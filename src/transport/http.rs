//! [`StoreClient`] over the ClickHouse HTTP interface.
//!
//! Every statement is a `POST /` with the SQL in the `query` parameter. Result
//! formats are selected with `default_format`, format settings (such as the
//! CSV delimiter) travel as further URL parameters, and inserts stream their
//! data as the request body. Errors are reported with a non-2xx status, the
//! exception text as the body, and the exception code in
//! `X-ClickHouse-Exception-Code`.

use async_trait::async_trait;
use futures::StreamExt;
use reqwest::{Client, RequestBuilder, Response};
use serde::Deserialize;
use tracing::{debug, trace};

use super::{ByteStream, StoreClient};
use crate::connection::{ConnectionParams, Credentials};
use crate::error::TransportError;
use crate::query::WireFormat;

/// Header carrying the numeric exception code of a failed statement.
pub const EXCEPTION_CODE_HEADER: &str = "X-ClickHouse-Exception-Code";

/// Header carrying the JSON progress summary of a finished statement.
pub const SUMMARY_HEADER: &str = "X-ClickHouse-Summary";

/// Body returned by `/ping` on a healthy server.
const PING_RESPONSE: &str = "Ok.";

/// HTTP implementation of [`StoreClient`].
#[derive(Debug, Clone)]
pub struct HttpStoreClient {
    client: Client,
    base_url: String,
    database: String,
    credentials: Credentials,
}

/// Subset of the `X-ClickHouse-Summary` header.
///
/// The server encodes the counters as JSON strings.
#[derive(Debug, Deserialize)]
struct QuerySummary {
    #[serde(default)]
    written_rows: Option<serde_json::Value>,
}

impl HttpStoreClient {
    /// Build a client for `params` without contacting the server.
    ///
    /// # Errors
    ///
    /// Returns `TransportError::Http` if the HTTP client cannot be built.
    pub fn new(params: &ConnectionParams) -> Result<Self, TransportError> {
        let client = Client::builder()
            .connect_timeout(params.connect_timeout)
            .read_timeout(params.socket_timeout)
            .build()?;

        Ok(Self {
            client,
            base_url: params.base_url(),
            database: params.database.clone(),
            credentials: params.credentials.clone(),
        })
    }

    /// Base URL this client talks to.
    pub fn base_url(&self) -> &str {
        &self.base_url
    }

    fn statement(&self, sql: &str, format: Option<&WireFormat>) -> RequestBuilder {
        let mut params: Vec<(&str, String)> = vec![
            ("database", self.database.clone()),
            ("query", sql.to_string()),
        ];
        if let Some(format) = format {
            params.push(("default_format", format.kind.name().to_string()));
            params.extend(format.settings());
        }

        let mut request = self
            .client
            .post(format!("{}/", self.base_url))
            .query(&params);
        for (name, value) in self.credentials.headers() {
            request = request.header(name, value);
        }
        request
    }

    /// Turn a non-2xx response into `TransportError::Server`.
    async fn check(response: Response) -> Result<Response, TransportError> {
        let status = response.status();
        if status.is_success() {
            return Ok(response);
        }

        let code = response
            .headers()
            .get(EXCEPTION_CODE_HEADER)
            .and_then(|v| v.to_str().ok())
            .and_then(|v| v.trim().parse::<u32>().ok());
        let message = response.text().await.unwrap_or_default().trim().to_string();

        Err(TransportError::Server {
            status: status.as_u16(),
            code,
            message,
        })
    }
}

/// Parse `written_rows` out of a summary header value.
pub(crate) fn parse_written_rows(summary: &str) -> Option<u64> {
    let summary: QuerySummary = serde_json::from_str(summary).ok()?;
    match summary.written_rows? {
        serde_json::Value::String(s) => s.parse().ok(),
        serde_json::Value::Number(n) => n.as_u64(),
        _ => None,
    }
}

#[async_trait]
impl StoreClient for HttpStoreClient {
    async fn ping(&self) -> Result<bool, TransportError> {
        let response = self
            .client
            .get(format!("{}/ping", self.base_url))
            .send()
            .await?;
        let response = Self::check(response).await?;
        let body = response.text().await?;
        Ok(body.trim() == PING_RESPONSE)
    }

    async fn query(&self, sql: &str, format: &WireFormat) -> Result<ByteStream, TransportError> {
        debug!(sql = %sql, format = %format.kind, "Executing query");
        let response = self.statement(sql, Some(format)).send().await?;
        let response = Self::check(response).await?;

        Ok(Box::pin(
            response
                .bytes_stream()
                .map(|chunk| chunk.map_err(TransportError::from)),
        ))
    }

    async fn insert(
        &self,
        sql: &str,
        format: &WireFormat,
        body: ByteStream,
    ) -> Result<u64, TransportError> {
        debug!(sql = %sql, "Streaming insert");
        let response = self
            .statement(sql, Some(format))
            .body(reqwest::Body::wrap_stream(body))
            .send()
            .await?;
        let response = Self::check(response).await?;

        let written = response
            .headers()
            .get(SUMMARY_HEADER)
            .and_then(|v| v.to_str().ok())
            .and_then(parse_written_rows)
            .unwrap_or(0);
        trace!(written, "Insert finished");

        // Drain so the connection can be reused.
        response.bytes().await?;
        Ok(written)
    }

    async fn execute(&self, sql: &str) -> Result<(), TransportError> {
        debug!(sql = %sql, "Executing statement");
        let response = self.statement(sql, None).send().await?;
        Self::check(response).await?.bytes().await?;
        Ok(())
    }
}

■ ■ ■ ■ ■ ■ ■

Each entry above is to be printed again exactly.

▶ SOLUTION TO THIS PROBLEM
filename src/transport/http.rs
//! [`StoreClient`] over the ClickHouse HTTP interface.
//!
//! Every statement is a `POST /` with the SQL in the `query` parameter. Result
//! formats are selected with `default_format`, format settings (such as the
//! CSV delimiter) travel as further URL parameters, and inserts stream their
//! data as the request body. Errors are reported with a non-2xx status, the
//! exception text as the body, and the exception code in
//! `X-ClickHouse-Exception-Code`.

use async_trait::async_trait;
use futures::StreamExt;
use reqwest::{Client, RequestBuilder, Response};
use serde::Deserialize;
use tracing::{debug, trace};

use super::{ByteStream, StoreClient};
use crate::connection::{ConnectionParams, Credentials};
use crate::error::TransportError;
use crate::query::WireFormat;

/// Header carrying the numeric exception code of a failed statement.
pub const EXCEPTION_CODE_HEADER: &str = "X-ClickHouse-Exception-Code";

/// Header carrying the JSON progress summary of a finished statement.
pub const SUMMARY_HEADER: &str = "X-ClickHouse-Summary";

/// Body returned by `/ping` on a healthy server.
const PING_RESPONSE: &str = "Ok.";

/// HTTP implementation of [`StoreClient`].
#[derive(Debug, Clone)]
pub struct HttpStoreClient {
    client: Client,
    base_url: String,
    database: String,
    credentials: Credentials,
}

/// Subset of the `X-ClickHouse-Summary` header.
///
/// The server encodes the counters as JSON strings.
#[derive(Debug, Deserialize)]
struct QuerySummary {
    #[serde(default)]
    written_rows: Option<serde_json::Value>,
}

impl HttpStoreClient {
    /// Build a client for `params` without contacting the server.
    ///
    /// # Errors
    ///
    /// Returns `TransportError::Http` if the HTTP client cannot be built.
    pub fn new(params: &ConnectionParams) -> Result<Self, TransportError> {
        let client = Client::builder()
            .connect_timeout(params.connect_timeout)
            .read_timeout(params.socket_timeout)
            .build()?;

        Ok(Self {
            client,
            base_url: params.base_url(),
            database: params.database.clone(),
            credentials: params.credentials.clone(),
        })
    }

    /// Base URL this client talks to.
    pub fn base_url(&self) -> &str {
        &self.base_url
    }

    fn statement(&self, sql: &str, format: Option<&WireFormat>) -> RequestBuilder {
        let mut params: Vec<(&str, String)> = vec![
            ("database", self.database.clone()),
            ("query", sql.to_string()),
        ];
        if let Some(format) = format {
            params.push(("default_format", format.kind.name().to_string()));
            params.extend(format.settings());
        }

        let mut request = self
            .client
            .post(format!("{}/", self.base_url))
            .query(&params);
        for (name, value) in self.credentials.headers() {
            request = request.header(name, value);
        }
        request
    }

    /// Turn a non-2xx response into `TransportError::Server`.
    async fn check(response: Response) -> Result<Response, TransportError> {
        let status = response.status();
        if status.is_success() {
            return Ok(response);
        }

        let code = response
            .headers()
            .get(EXCEPTION_CODE_HEADER)
            .and_then(|v| v.to_str().ok())
            .and_then(|v| v.trim().parse::<u32>().ok());
        let message = response.text().await.unwrap_or_default().trim().to_string();

        Err(TransportError::Server {
            status: status.as_u16(),
            code,
            message,
        })
    }
}

/// Parse `written_rows` out of a summary header value.
pub(crate) fn parse_written_rows(summary: &str) -> Option<u64> {
    let summary: QuerySummary = serde_json::from_str(summary).ok()?;
    match summary.written_rows? {
        serde_json::Value::String(s) => s.parse().ok(),
        serde_json::Value::Number(n) => n.as_u64(),
        _ => None,
    }
}

#[async_trait]
impl StoreClient for HttpStoreClient {
    async fn ping(&self) -> Result<bool, TransportError> {
        let response = self
            .client
            .get(format!("{}/ping", self.base_url))
            .send()
            .await?;
        let response = Self::check(response).await?;
        let body = response.text().await?;
        Ok(body.trim() == PING_RESPONSE)
    }

    async fn query(&self, sql: &str, format: &WireFormat) -> Result<ByteStream, TransportError> {
        debug!(sql = %sql, format = %format.kind, "Executing query");
        let response = self.statement(sql, Some(format)).send().await?;
        let response = Self::check(response).await?;

        Ok(Box::pin(
            response
                .bytes_stream()
                .map(|chunk| chunk.map_err(TransportError::from)),
        ))
    }

    async fn insert(
        &self,
        sql: &str,
        format: &WireFormat,
        body: ByteStream,
    ) -> Result<u64, TransportError> {
        debug!(sql = %sql, "Streaming insert");
        let response = self
            .statement(sql, Some(format))
            .body(reqwest::Body::wrap_stream(body))
            .send()
            .await?;
        let response = Self::check(response).await?;

        let written = response
            .headers()
            .get(SUMMARY_HEADER)
            .and_then(|v| v.to_str().ok())
            .and_then(parse_written_rows)
            .unwrap_or(0);
        trace!(written, "Insert finished");

        // Drain so the connection can be reused.
        response.bytes().await?;
        Ok(written)
    }

    async fn execute(&self, sql: &str) -> Result<(), TransportError> {
        debug!(sql = %sql, "Executing statement");
        let response = self.statement(sql, None).send().await?;
        Self::check(response).await?.bytes().await?;
        Ok(())
    }
}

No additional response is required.